Once more sobs choked her utterance, and
she hid her face.
"Mabel, Mabel," he cried, seizing her hand
almost roughly, "you drive me mad. You force
me to say what I had never thought to utter
more. When you speak of friendship and
sympathy, you speak words that sound like an
empty mockery in my ears. Coming from others
they might be dear and precious, from you they
are utterly valueless to me."
She drew back, trembling from head to foot,
and looked at him.
"What have I done—how have I so fallen
in your esteem that you should dare to say
so?"
"Mabel, you will not understand me. What
I desire, what my soul thirsts for, is not your
friendship, not your compassion, but your love!
I know it is all vain and wild. I know—I have
long known, that there is no hope for me, and
that if there were I should be a wretch to seek
to bind you to the lot of a ruined man, who
seems destined to meet sorrow and failure at
every turn. But I love you, Mabel. I love you
as I shall love no other woman to the last hour
of my life!"
"I think, my dear child, that we must be
going. Penelope is remaining up-stairs, and
Mrs. Charlewood is really much more composed
now, and—good gracious, Mr. Charlewood!
Clement! I should scarcely have known you!
Ah, anxiety tells upon one with astonishing
rapidity, as I well know to my cost."
Mrs. Saxelby had softly entered the room,
and stood opposite to Clement with a dismayed
countenance.
"Why, Mabel," she resumed, turning to her
daughter, "what is the matter? You have been
crying!"
"I have distressed Miss Earnshaw by the
recital of my miseries," said Clement, sadly.
"Oh, but I hope they will soon be at an end,
my dear Mr. Charlewood. It is impossible to
suppose as I have been endeavouring to
impress on your mother that Walter's absence
can endure much longer. You will hear from
him, or of him—most probably from him, I
should say—in a day or two, I have no doubt."
Mrs.
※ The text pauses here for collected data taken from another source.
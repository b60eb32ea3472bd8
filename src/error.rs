//! Error types for the Proctor grading harness.

use std::path::PathBuf;
use thiserror::Error;

/// Harness-level errors: anything that prevents a context run from
/// proceeding, as opposed to exceptional outcomes of the submission itself.
#[derive(Debug, Error)]
pub enum HarnessError {
    #[error("Failed to create log file {path}: {source}")]
    LogCreate {
        path: PathBuf,
        #[source]
        source: std::io::Error,
    },

    #[error("Failed to write to capture channel: {0}")]
    ChannelWrite(#[from] std::io::Error),

    #[error("Invalid context id '{0}': must be non-empty and alphanumeric")]
    InvalidContextId(String),

    #[error("Non-existing context '{0}' selected")]
    UnknownContext(String),

    #[error("Unknown submission '{0}'")]
    UnknownSubmission(String),

    #[error("No submission available for entry-point context '{0}' (pass --submission)")]
    MissingSubmission(String),

    #[error("Invalid suite manifest: {0}")]
    InvalidManifest(String),

    #[error("Failed to read suite manifest {path}: {source}")]
    ManifestRead {
        path: PathBuf,
        #[source]
        source: std::io::Error,
    },

    #[error("Failed to parse suite manifest: {0}")]
    ManifestParse(#[from] serde_json::Error),

    #[error("Failed to create output directory {path}: {source}")]
    OutputDir {
        path: PathBuf,
        #[source]
        source: std::io::Error,
    },

    #[error("Submission raised an uncaught exception in context '{0}' (recorded in the exception log)")]
    UncaughtException(String),

    #[error("Configuration error: {0}")]
    Config(String),
}

/// Exceptional outcomes raised by the unit under test. These are contained at
/// the invocation boundary and recorded to the exception log; they never
/// unwind through the runner.
#[derive(Debug, Error)]
pub enum SubmissionError {
    #[error("{kind}: {message}")]
    Raised { kind: String, message: String },

    #[error("Submission exited with status {0}")]
    NonZeroExit(i32),

    #[error("Failed to launch submission {program}: {source}")]
    Launch {
        program: String,
        #[source]
        source: std::io::Error,
    },

    #[error("Capture channel failure: {0}")]
    Capture(#[from] std::io::Error),

    #[error("Submission does not support {0} invocation")]
    Unsupported(&'static str),
}

impl SubmissionError {
    /// Build a raised exception with an explicit kind (e.g. "panic").
    pub fn raised(kind: impl Into<String>, message: impl Into<String>) -> Self {
        SubmissionError::Raised {
            kind: kind.into(),
            message: message.into(),
        }
    }
}
//! CLI parse: clap types for Proctor. No behavior; definitions only.

use clap::{Parser, Subcommand};
use std::path::PathBuf;

/// Proctor CLI - Test harness runner for grading program submissions
#[derive(Parser)]
#[command(name = "proctor")]
#[command(about = "Run grading-harness suites against program submissions")]
pub struct Cli {
    #[command(subcommand)]
    pub command: Commands,

    /// Configuration file path (overrides default config loading)
    #[arg(long)]
    pub config: Option<PathBuf>,

    /// Disable all harness diagnostics
    #[arg(long, default_value = "false")]
    pub quiet: bool,

    /// Enable verbose logging (default: off)
    #[arg(long, default_value = "false")]
    pub verbose: bool,

    /// Log level (trace, debug, info, warn, error, off)
    #[arg(long)]
    pub log_level: Option<String>,

    /// Log format (json, text)
    #[arg(long)]
    pub log_format: Option<String>,

    /// Log output (stderr, stdout, file)
    #[arg(long)]
    pub log_output: Option<String>,

    /// Log file path (if output is "file")
    #[arg(long)]
    pub log_file: Option<PathBuf>,
}

#[derive(Subcommand)]
pub enum Commands {
    /// Run every context in a suite, or one selected context
    Run {
        /// Suite manifest path (JSON)
        #[arg(long)]
        suite: PathBuf,

        /// Run only the context with this id
        #[arg(long)]
        context: Option<String>,

        /// Directory for the capture logs (default: from config)
        #[arg(long)]
        output_dir: Option<PathBuf>,

        /// Program backing entry-point contexts
        #[arg(long)]
        submission: Option<PathBuf>,
    },
    /// List the contexts defined in a suite
    List {
        /// Suite manifest path (JSON)
        #[arg(long)]
        suite: PathBuf,

        /// Output format (text or json)
        #[arg(long, default_value = "text")]
        format: String,
    },
}
//! CLI output: maps domain errors to the message and exit status the
//! binary surfaces.

use crate::error::HarnessError;

/// Exit status for a failed invocation.
///
/// An uncaught entry-point exception is distinguished from harness faults
/// (bad manifests, unwritable logs, config problems) so batch callers can
/// tell "the submission failed" from "the run itself broke".
pub fn exit_code(e: &HarnessError) -> i32 {
    match e {
        HarnessError::UncaughtException(_) => 2,
        _ => 1,
    }
}

pub fn map_error(e: &HarnessError) -> String {
    e.to_string()
}
//! Structured logging for harness diagnostics, built on `tracing`.
//!
//! Diagnostics default to stderr so the value and exception logs stay free
//! of harness output. Stdout and stderr are also capture channels of the
//! protocol; consumers re-align on separator tokens and treat everything
//! between tokens as free-form text, so diagnostic lines are harmless there,
//! but `--quiet` turns them off entirely for byte-exact stream comparisons.

use crate::error::HarnessError;
use serde::{Deserialize, Serialize};
use std::path::PathBuf;
use tracing_subscriber::fmt::time::ChronoUtc;
use tracing_subscriber::{fmt, layer::SubscriberExt, util::SubscriberInitExt, EnvFilter, Registry};

/// Logging configuration
#[derive(Debug, Clone, Serialize, Deserialize)]
pub struct LoggingConfig {
    /// Master switch; `--quiet` clears it.
    #[serde(default = "default_true")]
    pub enabled: bool,

    /// Log level: trace, debug, info, warn, error, off
    #[serde(default = "default_log_level")]
    pub level: String,

    /// Output format: json, text (default: text)
    #[serde(default = "default_format")]
    pub format: String,

    /// Output destination: stderr, stdout, file
    #[serde(default = "default_output")]
    pub output: String,

    /// Log file path (if output is "file")
    #[serde(default)]
    pub file: Option<PathBuf>,

    /// Enable colored output (text format, terminal outputs only)
    #[serde(default = "default_true")]
    pub color: bool,
}

fn default_log_level() -> String {
    "info".to_string()
}

fn default_format() -> String {
    "text".to_string()
}

fn default_output() -> String {
    "stderr".to_string()
}

fn default_true() -> bool {
    true
}

impl Default for LoggingConfig {
    fn default() -> Self {
        Self {
            enabled: default_true(),
            level: default_log_level(),
            format: default_format(),
            output: default_output(),
            file: None,
            color: default_true(),
        }
    }
}

/// Initialize the logging system.
///
/// Priority order (highest to lowest): the `PROCTOR_LOG` environment
/// variable, the passed configuration, defaults.
pub fn init_logging(config: Option<&LoggingConfig>) -> Result<(), HarnessError> {
    if let Some(c) = config {
        if !c.enabled {
            return Ok(());
        }
    }

    let filter = build_env_filter(config)?;
    let format = determine_format(config)?;
    let base_subscriber = Registry::default().with(filter);
    let use_color = config.map(|c| c.color).unwrap_or(true);

    let output = config.map(|c| c.output.as_str()).unwrap_or("stderr");
    match output {
        "file" => {
            let path = config
                .and_then(|c| c.file.clone())
                .unwrap_or_else(|| PathBuf::from("proctor.log"));
            if let Some(parent) = path.parent() {
                if !parent.as_os_str().is_empty() {
                    std::fs::create_dir_all(parent).map_err(|e| {
                        HarnessError::Config(format!("Failed to create log directory: {}", e))
                    })?;
                }
            }
            let writer = std::sync::Arc::new(
                std::fs::OpenOptions::new()
                    .create(true)
                    .append(true)
                    .open(&path)
                    .map_err(|e| {
                        HarnessError::Config(format!("Failed to open log file {:?}: {}", path, e))
                    })?,
            );
            if format == "json" {
                base_subscriber
                    .with(
                        fmt::layer()
                            .json()
                            .with_target(true)
                            .with_timer(ChronoUtc::rfc_3339())
                            .with_writer(writer),
                    )
                    .init();
            } else {
                base_subscriber
                    .with(
                        fmt::layer()
                            .with_target(true)
                            .with_timer(ChronoUtc::rfc_3339())
                            .with_ansi(false)
                            .with_writer(writer),
                    )
                    .init();
            }
        }
        "stdout" => {
            if format == "json" {
                base_subscriber
                    .with(
                        fmt::layer()
                            .json()
                            .with_target(true)
                            .with_timer(ChronoUtc::rfc_3339())
                            .with_writer(std::io::stdout),
                    )
                    .init();
            } else {
                base_subscriber
                    .with(
                        fmt::layer()
                            .with_target(true)
                            .with_timer(ChronoUtc::rfc_3339())
                            .with_ansi(use_color)
                            .with_writer(std::io::stdout),
                    )
                    .init();
            }
        }
        "stderr" => {
            if format == "json" {
                base_subscriber
                    .with(
                        fmt::layer()
                            .json()
                            .with_target(true)
                            .with_timer(ChronoUtc::rfc_3339())
                            .with_writer(std::io::stderr),
                    )
                    .init();
            } else {
                base_subscriber
                    .with(
                        fmt::layer()
                            .with_target(true)
                            .with_timer(ChronoUtc::rfc_3339())
                            .with_ansi(use_color)
                            .with_writer(std::io::stderr),
                    )
                    .init();
            }
        }
        other => {
            return Err(HarnessError::Config(format!(
                "Invalid log output: {} (must be 'stderr', 'stdout', or 'file')",
                other
            )));
        }
    }

    Ok(())
}

/// Build environment filter from config or the `PROCTOR_LOG` variable.
fn build_env_filter(config: Option<&LoggingConfig>) -> Result<EnvFilter, HarnessError> {
    if let Ok(filter) = EnvFilter::try_from_env("PROCTOR_LOG") {
        return Ok(filter);
    }

    let level = config.map(|c| c.level.as_str()).unwrap_or("info");
    match level {
        "trace" | "debug" | "info" | "warn" | "error" | "off" => Ok(EnvFilter::new(level)),
        other => Err(HarnessError::Config(format!(
            "Invalid log level: {}",
            other
        ))),
    }
}

/// Determine output format from config.
fn determine_format(config: Option<&LoggingConfig>) -> Result<String, HarnessError> {
    let format = config.map(|c| c.format.as_str()).unwrap_or("text");
    if format != "json" && format != "text" {
        return Err(HarnessError::Config(format!(
            "Invalid log format: {} (must be 'json' or 'text')",
            format
        )));
    }
    Ok(format.to_string())
}
//! Network descriptors and resolved per-network configuration.

use std::{collections::BTreeMap, path::PathBuf};

use anyhow::{Context, Result};
use derive_more::{Deref, From};
use figment::{
    Figment,
    providers::{Format, Serialized, Toml},
};
use serde::{Deserialize, Serialize};
use url::Url;

/// Username used for the clustering backend when none is configured.
pub const DEFAULT_CLUSTER_USER: &str = "dshop";

/// Environment prefix layered over network config files.
pub const DEFAULT_ENV_PREFIX: &str = "DSHOP_NETWORK_";

/// Opaque handle to a network's secret configuration.
#[derive(Debug, Clone, PartialEq, Eq, Hash, Serialize, Deserialize, Deref, From)]
pub struct ConfigRef(String);

impl From<&str> for ConfigRef {
    fn from(value: &str) -> Self {
        Self(value.to_string())
    }
}

/// Network label injected into the entry document.
#[derive(Debug, Clone, Copy, PartialEq, Eq, Hash, strum::Display, strum::AsRefStr)]
#[strum(serialize_all = "lowercase")]
pub enum NetworkLabel {
    Mainnet,
    Rinkeby,
    Localhost,
}

impl NetworkLabel {
    pub fn from_network_id(network_id: u64) -> Self {
        match network_id {
            1 => Self::Mainnet,
            4 => Self::Rinkeby,
            _ => Self::Localhost,
        }
    }
}

/// Which chain/environment a deployment targets, and where its storage node lives.
#[derive(Debug, Clone, PartialEq, Eq, Serialize, Deserialize)]
pub struct NetworkDescriptor {
    pub network_id: u64,
    /// Storage node API endpoint, e.g. `http://localhost:5001`.
    pub ipfs_api: Option<String>,
    pub config: ConfigRef,
}

impl NetworkDescriptor {
    pub fn label(&self) -> NetworkLabel {
        NetworkLabel::from_network_id(self.network_id)
    }
}

/// Network configuration as stored, every field optional.
#[derive(Debug, Clone, Default, PartialEq, Eq, Serialize, Deserialize)]
#[serde(default)]
pub struct RawNetworkConfig {
    pub domain: Option<String>,
    pub ipfs_cluster_user: Option<String>,
    pub ipfs_cluster_password: Option<String>,
    pub pinata_key: Option<String>,
    pub pinata_secret: Option<String>,
    pub cloudflare_email: Option<String>,
    pub cloudflare_api_key: Option<String>,
    pub gcp_credentials: Option<String>,
    pub ipfs_gateway: Option<String>,
}

/// Credentials for the clustering backend.
#[derive(Debug, Clone, PartialEq, Eq)]
pub struct ClusterCredentials {
    pub username: String,
    pub password: String,
}

/// Credentials for the Pinata pinning service.
#[derive(Debug, Clone, PartialEq, Eq)]
pub struct PinataCredentials {
    pub api_key: String,
    pub secret_api_key: String,
}

/// The DNS provider honored for a run.
#[derive(Debug, Clone, PartialEq, Eq, strum::Display)]
#[strum(serialize_all = "kebab-case")]
pub enum DnsProvider {
    Cloudflare {
        email: Option<String>,
        api_key: String,
    },
    CloudDns {
        credentials: String,
    },
}

/// Validated network configuration.
///
/// At most one DNS provider survives resolution; pinning providers are independent.
#[derive(Debug, Clone, Default, PartialEq, Eq)]
pub struct ResolvedNetworkConfig {
    /// DNS zone the shop subdomains live under.
    pub domain: Option<String>,
    /// Only present when a password was configured.
    pub cluster: Option<ClusterCredentials>,
    /// Only present when both key and secret were configured.
    pub pinata: Option<PinataCredentials>,
    pub dns: Option<DnsProvider>,
    /// Custom gateway base URL, without trailing slash.
    pub ipfs_gateway: Option<String>,
}

fn non_empty(value: Option<String>) -> Option<String> {
    value.filter(|v| !v.trim().is_empty())
}

impl ResolvedNetworkConfig {
    /// Validate a raw configuration.
    pub fn from_raw(raw: RawNetworkConfig) -> Result<Self> {
        let domain = non_empty(raw.domain);

        let cluster = non_empty(raw.ipfs_cluster_password).map(|password| ClusterCredentials {
            username: non_empty(raw.ipfs_cluster_user)
                .unwrap_or_else(|| DEFAULT_CLUSTER_USER.to_string()),
            password,
        });

        let pinata = match (non_empty(raw.pinata_key), non_empty(raw.pinata_secret)) {
            (Some(api_key), Some(secret_api_key)) => Some(PinataCredentials {
                api_key,
                secret_api_key,
            }),
            (Some(_), None) | (None, Some(_)) => {
                tracing::warn!("Pinata key and secret must both be set, ignoring Pinata");
                None
            }
            (None, None) => None,
        };

        let dns = if let Some(api_key) = non_empty(raw.cloudflare_api_key) {
            Some(DnsProvider::Cloudflare {
                email: non_empty(raw.cloudflare_email),
                api_key,
            })
        } else {
            non_empty(raw.gcp_credentials).map(|credentials| DnsProvider::CloudDns { credentials })
        };

        if let (Some(provider), None) = (&dns, &domain) {
            anyhow::bail!("DNS provider {provider} is configured but no domain zone is set");
        }

        let ipfs_gateway = non_empty(raw.ipfs_gateway)
            .map(|gateway| {
                Url::parse(&gateway).with_context(|| format!("Invalid ipfs_gateway: {gateway}"))?;
                Ok::<_, anyhow::Error>(gateway.trim_end_matches('/').to_string())
            })
            .transpose()?;

        Ok(Self {
            domain,
            cluster,
            pinata,
            dns,
            ipfs_gateway,
        })
    }

    /// Whether any remote pinning backend could be used for this network.
    pub fn has_pinning_backend(&self, network: &NetworkDescriptor) -> bool {
        self.pinata.is_some() || (self.cluster.is_some() && network.ipfs_api.is_some())
    }
}

/// Resolves a [`ConfigRef`] into a validated configuration.
pub trait ConfigResolver {
    fn get_config(&self, config: &ConfigRef) -> Result<ResolvedNetworkConfig>;
}

/// Resolves config references as TOML file paths, with environment overrides.
#[derive(Debug, Clone)]
pub struct FileConfigResolver {
    env_prefix: String,
}

impl Default for FileConfigResolver {
    fn default() -> Self {
        Self {
            env_prefix: DEFAULT_ENV_PREFIX.to_string(),
        }
    }
}

impl FileConfigResolver {
    pub fn with_env_prefix(prefix: impl Into<String>) -> Self {
        Self {
            env_prefix: prefix.into(),
        }
    }

    /// Prefixed environment variables keyed by lowercased field name.
    ///
    /// Values stay verbatim strings: a secret such as `007123` must not be
    /// reinterpreted as a number.
    fn env_overrides(&self) -> BTreeMap<String, String> {
        std::env::vars()
            .filter_map(|(key, value)| {
                let field = key.strip_prefix(&self.env_prefix)?;
                (!field.is_empty()).then(|| (field.to_ascii_lowercase(), value))
            })
            .collect()
    }
}

impl ConfigResolver for FileConfigResolver {
    fn get_config(&self, config: &ConfigRef) -> Result<ResolvedNetworkConfig> {
        let path = PathBuf::from(config.as_str());
        if !path.is_file() {
            anyhow::bail!("Network config file not found: {}", path.display());
        }

        let raw: RawNetworkConfig = Figment::new()
            .merge(Toml::file(&path))
            .merge(Serialized::defaults(self.env_overrides()))
            .extract()
            .with_context(|| format!("Failed to load network config from {}", path.display()))?;

        tracing::debug!(path = %path.display(), "Network configuration loaded");

        ResolvedNetworkConfig::from_raw(raw)
    }
}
Saxelby had no reason in the world for
making this confident assertion, but she con-
ceived she was doing her duty in making it.
It was her idea of consolation.
When Mabel and her mother were on their
way home in the cab together, Mrs. Saxelby
observed, in a plaintive voice, "I am grieved
that you should have been moved so much, my
darling, but it is in truth a sad household to
visit; most depressing."
Mabel, strange to say, did not appear to be
altogether depressed. There was a dreamy
light in her eyes, and a bright flush on her
usually pale cheek.
"I feel for them with all my heart, mamma,"
she said.
"No doubt you do, love. But the hardest
part fell on me. I'm glad it did. I don't complain.
To have passed the half hour I passed
at that poor woman's bedside would have quite
unfitted you for your duties this evening. Such
a pitiably weak condition of mind I never saw.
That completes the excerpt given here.